Now that the Ensemble objects in PR #179 are just about finished, I thought I'd come back to this issue to layout next steps. To start with I'd like to implement three analyses.

For the analysis modules some things need to be worked out.

I'd appreciate some input on how to build the DataFrames in a way that the data is ready for use immediately, and on how the user should interface with this module.

orbeckst commented 3 years ago

For data structures I recommend tidy data. One observation - one row. If you have N columns then N-1 columns are "tags" such as solvent, interaction, lambda, timestep, molecule, dihedral, .... and one column is the actual observation. This makes it easy to aggregate data using pandas groupby and similar tricks or directly plot with seaborn's categorical plots.

You might think that this wastes space by repeating information in the dataframe but experience shows that this is generally a no-issue compared to the ease of processing the data.

(There's more to read about tidy data, including Hadley Wickham's article https://www.jstatsoft.org/article/view/v059i10/ .)

orbeckst commented 3 years ago

For hydrogen bonds I would just try to wrap the MDAnalysis analysis class. Look at the datastructure produced from the HydrogenBondAnalysis class and see if you want to keep it like it is or make it part of a tidy dataframe.

As a guiding principle you want to do as little as data gymnastics as possible for analysis, i.e., avoid having custom data wrangling code like "average_by_lambdas" which then pulls data out of custom dictionaries. Instead leverage what's present in pandas. Learn about groupby and friends.

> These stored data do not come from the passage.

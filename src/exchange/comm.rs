//! Communication backend abstraction for the halo-exchange engines.
//!
//! Provides a trait for tagged point-to-point exchange, a no-op
//! single-process implementation, and an in-process bus that lets tests
//! simulate several ranks inside one process (one thread per rank).

use super::ExchangeTag;
use crate::error::{Result, TemblorError};
use crate::topology::RankId;
use std::sync::mpsc::{channel, Receiver, RecvTimeoutError, Sender};
use std::sync::{Arc, Barrier, Mutex};
use std::time::Duration;

/// A stalled exchange has no recovery path; give up after this long and
/// report the topology mismatch.
const RECV_TIMEOUT: Duration = Duration::from_secs(10);

/// Abstraction over inter-rank communication for the exchange engines.
///
/// Implementations: [`SingleProcessComm`] (no-op), [`LocalBus`] ranks
/// (in-process, for tests), `MpiComm` (via the mpi crate, `distributed`
/// feature).
pub trait CommunicationBackend: Send + Sync {
    /// This process's rank.
    fn rank(&self) -> RankId;

    /// Total number of ranks.
    fn num_ranks(&self) -> usize;

    /// Paired exchange of one halo message with a neighbor rank.
    ///
    /// Sends `send` labeled `send_tag` and fills `recv` with the peer's
    /// message labeled `recv_tag`. Tags must match exactly on both sides;
    /// a mismatch or a missing message is a fatal exchange error, never
    /// retried.
    fn sendrecv(
        &self,
        peer: RankId,
        send_tag: ExchangeTag,
        recv_tag: ExchangeTag,
        send: &[f32],
        recv: &mut [f32],
    ) -> Result<()>;

    /// Synchronization barrier.
    fn barrier(&self);
}

/// No-op backend for single-rank runs.
///
/// The only legal peer is the rank itself, which can occur on a periodic
/// axis of size 1; the exchange degenerates to a buffer copy.
pub struct SingleProcessComm;

impl CommunicationBackend for SingleProcessComm {
    fn rank(&self) -> RankId {
        0
    }

    fn num_ranks(&self) -> usize {
        1
    }

    fn sendrecv(
        &self,
        peer: RankId,
        _send_tag: ExchangeTag,
        _recv_tag: ExchangeTag,
        send: &[f32],
        recv: &mut [f32],
    ) -> Result<()> {
        if peer != 0 {
            return Err(TemblorError::Exchange(format!(
                "single-process run has no rank {peer}"
            )));
        }
        if recv.len() != send.len() {
            return Err(TemblorError::Exchange(format!(
                "self-exchange length mismatch: send {} recv {}",
                send.len(),
                recv.len()
            )));
        }
        recv.copy_from_slice(send);
        Ok(())
    }

    fn barrier(&self) {}
}

type Packet = (u32, Vec<f32>);

struct Inbox {
    rx: Receiver<Packet>,
    /// Messages that arrived ahead of the tag currently awaited.
    pending: Vec<Packet>,
}

/// One rank's endpoint on an in-process communication bus.
///
/// Channels are unbounded, so sends never block and the symmetric
/// send-then-receive pattern of the engines cannot deadlock. Receives are
/// tag-selective: out-of-order arrivals are parked until their tag is
/// awaited.
pub struct LocalComm {
    rank: RankId,
    num_ranks: usize,
    /// Indexed by destination rank.
    senders: Vec<Sender<Packet>>,
    /// Indexed by source rank.
    inboxes: Vec<Mutex<Inbox>>,
    barrier: Arc<Barrier>,
}

/// Constructor for a set of [`LocalComm`] endpoints sharing one bus.
pub struct LocalBus;

impl LocalBus {
    /// Create `num_ranks` connected endpoints, one per simulated rank.
    pub fn new(num_ranks: usize) -> Vec<LocalComm> {
        let barrier = Arc::new(Barrier::new(num_ranks));
        let mut txs: Vec<Vec<Option<Sender<Packet>>>> = (0..num_ranks)
            .map(|_| (0..num_ranks).map(|_| None).collect())
            .collect();
        let mut rxs: Vec<Vec<Option<Receiver<Packet>>>> = (0..num_ranks)
            .map(|_| (0..num_ranks).map(|_| None).collect())
            .collect();
        for src in 0..num_ranks {
            for dst in 0..num_ranks {
                let (tx, rx) = channel();
                txs[src][dst] = Some(tx);
                rxs[dst][src] = Some(rx);
            }
        }
        txs.into_iter()
            .zip(rxs)
            .enumerate()
            .map(|(rank, (senders, inboxes))| LocalComm {
                rank,
                num_ranks,
                senders: senders.into_iter().map(|t| t.unwrap()).collect(),
                inboxes: inboxes
                    .into_iter()
                    .map(|rx| {
                        Mutex::new(Inbox {
                            rx: rx.unwrap(),
                            pending: Vec::new(),
                        })
                    })
                    .collect(),
                barrier: Arc::clone(&barrier),
            })
            .collect()
    }
}

impl CommunicationBackend for LocalComm {
    fn rank(&self) -> RankId {
        self.rank
    }

    fn num_ranks(&self) -> usize {
        self.num_ranks
    }

    fn sendrecv(
        &self,
        peer: RankId,
        send_tag: ExchangeTag,
        recv_tag: ExchangeTag,
        send: &[f32],
        recv: &mut [f32],
    ) -> Result<()> {
        if peer >= self.num_ranks {
            return Err(TemblorError::Exchange(format!(
                "rank {} addressed nonexistent rank {peer}",
                self.rank
            )));
        }
        self.senders[peer]
            .send((send_tag.encode(), send.to_vec()))
            .map_err(|_| TemblorError::Exchange(format!("rank {peer} hung up")))?;

        let want = recv_tag.encode();
        let mut inbox = self
            .inboxes[peer]
            .lock()
            .map_err(|_| TemblorError::Exchange("inbox poisoned".into()))?;
        let payload = loop {
            if let Some(pos) = inbox.pending.iter().position(|(t, _)| *t == want) {
                break inbox.pending.swap_remove(pos).1;
            }
            match inbox.rx.recv_timeout(RECV_TIMEOUT) {
                Ok((t, data)) if t == want => break data,
                Ok(other) => inbox.pending.push(other),
                Err(RecvTimeoutError::Timeout) => {
                    return Err(TemblorError::Exchange(format!(
                        "rank {} timed out waiting for tag {want:#x} from rank {peer}; \
                         mismatched neighbor topology?",
                        self.rank
                    )));
                }
                Err(RecvTimeoutError::Disconnected) => {
                    return Err(TemblorError::Exchange(format!("rank {peer} hung up")));
                }
            }
        };
        if payload.len() != recv.len() {
            return Err(TemblorError::Exchange(format!(
                "tag {want:#x} from rank {peer}: got {} elements, expected {}",
                payload.len(),
                recv.len()
            )));
        }
        recv.copy_from_slice(&payload);
        Ok(())
    }

    fn barrier(&self) {
        self.barrier.wait();
    }
}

orbeckst commented 3 years ago

Initially, don't worry about specifying analysis parameters. Focus on the building blocks, which take parameters as args or kwargs and nothing else.

Once we work on the user interface (in the form of the CLI commands) then I would go with @VOD555 's suggestion https://github.com/Becksteinlab/MDPOW/issues/168#issuecomment-888585347 to add a analysis section to the runinput.yml.

orbeckst commented 3 years ago

@ALescoulie I suggest you open a new issue for new analysis modules by transferring your https://github.com/Becksteinlab/MDPOW/issues/168#issuecomment-916264923 . I would then open individual issues for the analysis tools that you want to build. Keep things modular and separate.

Although I didn't intent to close this issue with PR #179, it make sense. I re-read the issue and PR #179 addresses pretty much all points. I will add the issue number to CHANGES.